There are many classification systems for congenital utero-vaginal anomalies. These include:
- Buttram and Gibbons classification
- American Fertility Society (AFS) classification
- Modified Rock and Adam - AFS classification.
All these classification are for Mullerian duct anomalies and as such there is no validated classification system for vaginal atresia. In AFS classification, complete vaginal atresia is categorized under agenesis or dysgenesis of the Müllerian ductal system. In our patient, both ovaries with fallopian ducts, uterus, upper 2/3 rd of vagina and were normal with no associated anomaly in other system and hence we concluded it to be UGS anomaly. There are different grades of this anomaly ranging from imperforate hymen to vaginal atresia of lower portion.

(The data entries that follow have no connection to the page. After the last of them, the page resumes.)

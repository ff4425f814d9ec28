/// Extension to category mapping for organizing files by type.
///
/// This module owns the in-memory table that maps file suffixes (".pdf") to
/// category folder names ("Documento"), the canonical default table, and the
/// suffix extraction rules used when classifying a file.
///
/// # Examples
///
/// ```
/// use foldertidy::file_category::ExtensionMapping;
///
/// let mapping = ExtensionMapping::default();
/// assert_eq!(mapping.categorize(".pdf"), "Documento");
/// assert_eq!(mapping.categorize(".JPG"), "Imagem");
/// assert_eq!(mapping.categorize(""), "Outros");
/// ```
use serde::{Deserialize, Serialize};

/// Key of the row that names the category for unmapped extensions.
pub const OTHERS_KEY: &str = "others";

/// Fallback category used when the mapping has no `others` row.
pub const DEFAULT_FALLBACK_CATEGORY: &str = "Outros";

/// Canonical default table, in persisted row order.
const DEFAULT_TABLE: &[(&str, &str)] = &[
    (".txt", "Texto"),
    (".md", "Texto"),
    (".csv", "Texto"),
    (".log", "Texto"),
    (".json", "Texto"),
    (".xml", "Texto"),
    (".yaml", "Texto"),
    (".yml", "Texto"),
    (".ini", "Texto"),
    (".mp3", "Audio"),
    (".wav", "Audio"),
    (".flac", "Audio"),
    (".aac", "Audio"),
    (".ogg", "Audio"),
    (".wma", "Audio"),
    (".m4a", "Audio"),
    (".aiff", "Audio"),
    (".mp4", "Video"),
    (".mkv", "Video"),
    (".avi", "Video"),
    (".mov", "Video"),
    (".wmv", "Video"),
    (".flv", "Video"),
    (".webm", "Video"),
    (".mpeg", "Video"),
    (".mpg", "Video"),
    (".png", "Imagem"),
    (".jpg", "Imagem"),
    (".jpeg", "Imagem"),
    (".gif", "Imagem"),
    (".bmp", "Imagem"),
    (".tiff", "Imagem"),
    (".webp", "Imagem"),
    (".svg", "Imagem"),
    (".ico", "Imagem"),
    (".pdf", "Documento"),
    (".doc", "Documento"),
    (".docx", "Documento"),
    (".xls", "Documento"),
    (".xlsx", "Documento"),
    (".ppt", "Documento"),
    (".pptx", "Documento"),
    (".odt", "Documento"),
    (".ods", "Documento"),
    (".odp", "Documento"),
    (".zip", "Compactado"),
    (".rar", "Compactado"),
    (".7z", "Compactado"),
    (".tar", "Compactado"),
    (".gz", "Compactado"),
    (".bz2", "Compactado"),
    (".xz", "Compactado"),
    (".iso", "Compactado"),
    (".py", "Codigo"),
    (".java", "Codigo"),
    (".c", "Codigo"),
    (".cpp", "Codigo"),
    (".js", "Codigo"),
    (".ts", "Codigo"),
    (".html", "Codigo"),
    (".css", "Codigo"),
    (".php", "Codigo"),
    (".rb", "Codigo"),
    (".go", "Codigo"),
    (".rs", "Codigo"),
    (".swift", "Codigo"),
    (".exe", "Executavel"),
    (".msi", "Executavel"),
    (".bat", "Executavel"),
    (".sh", "Executavel"),
    (".app", "Executavel"),
    (".jar", "Executavel"),
    (".bin", "Executavel"),
    (".cmd", "Executavel"),
    (OTHERS_KEY, DEFAULT_FALLBACK_CATEGORY),
];

/// One row of the mapping: a suffix (or `others`) and its category label.
///
/// Field names follow the persisted CSV header.
#[derive(Debug, Clone, PartialEq, Eq, Serialize, Deserialize)]
pub struct MappingEntry {
    /// Suffix including the leading dot, lower-cased, or [`OTHERS_KEY`].
    #[serde(rename = "File extension")]
    pub extension: String,
    /// Destination folder name. Stored verbatim.
    #[serde(rename = "File Type")]
    pub category: String,
}

impl MappingEntry {
    /// Creates an entry, normalizing the extension to lower case.
    pub fn new(extension: &str, category: &str) -> Self {
        Self {
            extension: extension.trim().to_lowercase(),
            category: category.trim().to_string(),
        }
    }

    /// Returns true if this is the `others` row.
    pub fn is_others(&self) -> bool {
        self.extension == OTHERS_KEY
    }
}

/// Ordered extension to category table.
///
/// Extensions are unique case-insensitively. Row order is significant: it is
/// the order rows are persisted in and the basis of the 1-based indices used
/// by [`crate::mapping_store::MappingStore`].
#[derive(Debug, Clone, PartialEq, Eq)]
pub struct ExtensionMapping {
    entries: Vec<MappingEntry>,
    fallback_literal: String,
}

impl ExtensionMapping {
    /// Creates an empty mapping with the given fallback literal.
    pub fn new(fallback_literal: impl Into<String>) -> Self {
        Self {
            entries: Vec::new(),
            fallback_literal: fallback_literal.into(),
        }
    }

    /// Builds the canonical default table.
    pub fn default_table(fallback_literal: impl Into<String>) -> Self {
        let mut mapping = Self::new(fallback_literal);
        for (extension, category) in DEFAULT_TABLE {
            mapping.upsert(MappingEntry::new(extension, category));
        }
        mapping
    }

    /// Builds a mapping from rows, in order.
    ///
    /// A repeated extension overwrites the category of the earlier row and
    /// keeps the earlier position.
    pub fn from_entries(
        entries: impl IntoIterator<Item = MappingEntry>,
        fallback_literal: impl Into<String>,
    ) -> Self {
        let mut mapping = Self::new(fallback_literal);
        for entry in entries {
            mapping.upsert(entry);
        }
        mapping
    }

    fn upsert(&mut self, entry: MappingEntry) {
        match self.position(&entry.extension) {
            Some(i) => self.entries[i].category = entry.category,
            None => self.entries.push(entry),
        }
    }

    fn position(&self, extension: &str) -> Option<usize> {
        let needle = extension.trim().to_lowercase();
        self.entries.iter().position(|e| e.extension == needle)
    }

    /// Rows in persisted order.
    pub fn entries(&self) -> &[MappingEntry] {
        &self.entries
    }

    pub fn len(&self) -> usize {
        self.entries.len()
    }

    pub fn is_empty(&self) -> bool {
        self.entries.is_empty()
    }

    /// The literal used when there is no `others` row.
    pub fn fallback_literal(&self) -> &str {
        &self.fallback_literal
    }

    /// Case-insensitive membership test.
    pub fn contains(&self, extension: &str) -> bool {
        self.position(extension).is_some()
    }

    /// Looks up the category of an exact suffix, ignoring case.
    ///
    /// The `others` row is not consulted here; see [`Self::categorize`].
    pub fn category_for(&self, suffix: &str) -> Option<&str> {
        if suffix.is_empty() || suffix.eq_ignore_ascii_case(OTHERS_KEY) {
            return None;
        }
        self.position(suffix)
            .map(|i| self.entries[i].category.as_str())
    }

    /// Category assigned to files whose suffix has no row.
    pub fn fallback_category(&self) -> &str {
        self.entries
            .iter()
            .find(|e| e.is_others())
            .map(|e| e.category.as_str())
            .unwrap_or(&self.fallback_literal)
    }

    /// Determines the category for a suffix as returned by [`file_suffix`].
    ///
    /// # Examples
    ///
    /// ```
    /// use foldertidy::file_category::ExtensionMapping;
    ///
    /// let mapping = ExtensionMapping::new("Others");
    /// assert_eq!(mapping.categorize(".pdf"), "Others");
    /// ```
    pub fn categorize(&self, suffix: &str) -> &str {
        self.category_for(suffix)
            .unwrap_or_else(|| self.fallback_category())
    }

    pub(crate) fn push(&mut self, entry: MappingEntry) {
        self.entries.push(entry);
    }

    /// Replaces the category at a 0-based position.
    pub(crate) fn set_category(&mut self, position: usize, category: String) {
        self.entries[position].category = category;
    }

    /// Removes 0-based positions. Expects them sorted in descending order.
    pub(crate) fn remove_descending(&mut self, positions: &[usize]) {
        for &position in positions {
            self.entries.remove(position);
        }
    }

    /// Replaces the category of the `others` row. Returns false if absent.
    pub(crate) fn set_others(&mut self, category: String) -> bool {
        match self.entries.iter_mut().find(|e| e.is_others()) {
            Some(entry) => {
                entry.category = category;
                true
            }
            None => false,
        }
    }
}

impl Default for ExtensionMapping {
    fn default() -> Self {
        Self::default_table(DEFAULT_FALLBACK_CATEGORY)
    }
}

/// Returns the suffix of a file name: the text from the last `.` onwards.
///
/// Names without a dot, names whose only dot is the first character
/// (".gitignore") and names ending in a dot have an empty suffix.
///
/// ```
/// use foldertidy::file_category::file_suffix;
///
/// assert_eq!(file_suffix("report.pdf"), ".pdf");
/// assert_eq!(file_suffix("archive.tar.gz"), ".gz");
/// assert_eq!(file_suffix(".gitignore"), "");
/// assert_eq!(file_suffix("notes"), "");
/// ```
pub fn file_suffix(name: &str) -> &str {
    match name.rfind('.') {
        Some(i) if i > 0 && i + 1 < name.len() => &name[i..],
        _ => "",
    }
}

The most common presentation is primary amenorrhea but it may rarely present with cyclical abdominal pain caused by retention of menstrual blood in uterus. Differential diagnosis includes vaginal agenesis, androgen insensitivity syndrome, imperforate hymen, labial adhesions, transverse vaginal septum, and vaginal atresia. Incidence of congenital imperforate hymen in term infants has been reported to be 0.1%. There is no gold standard while choosing the surgical approach. Surgical correction via perineal approach can be successful for imperforate hymen, transverse vaginal septum and sometimes in vaginal atresia. If it fails then it has to be managed on same principles as done for vaginal agenesis. Intermittent self-dilatation, Vecchietti procedure, Williams vaginoplasty, McIndoe procedure, Davydov procedure and various other techniques have been described in the treatment of vaginal agenesis and all these could be employed in vaginal atresia also. Variety of tissues have been used in these surgical techniques to create a functional vaginal substitute, including split thickness skin grafts, full thickness skin grafts, myocutaneous flaps, buccal mucosa grafts, bladder mucosa, peritoneum, amnion, bowel substitution and tissue expansion. ,,
Compared with the traditional open procedure, laparoscopy makes this therapeutic procedure more attractive with advantages of no large abdominal incision, avoiding the exposure of the internal organs, reducing loss of blood and body fluid, quicker recovery of the intestine function, and less complications such as postoperative adhesion. Moreover, the laparoscopic technique allows a better view of the pelvic floor and rectal neovaginal space to avoid rectal injury. Minimally invasive techniques to create a neovagina have been developed gradually and some results have been published [Table 1]. ,,,,,, Now days, these surgeries are increasingly being done with robotic assistance. The three-dimensional view with depth perception is remarkable. Images with increased resolution combined with the increased degrees of freedom and enhanced dexterity greatly enhances the surgeon's ability to identify and dissect anatomic structures.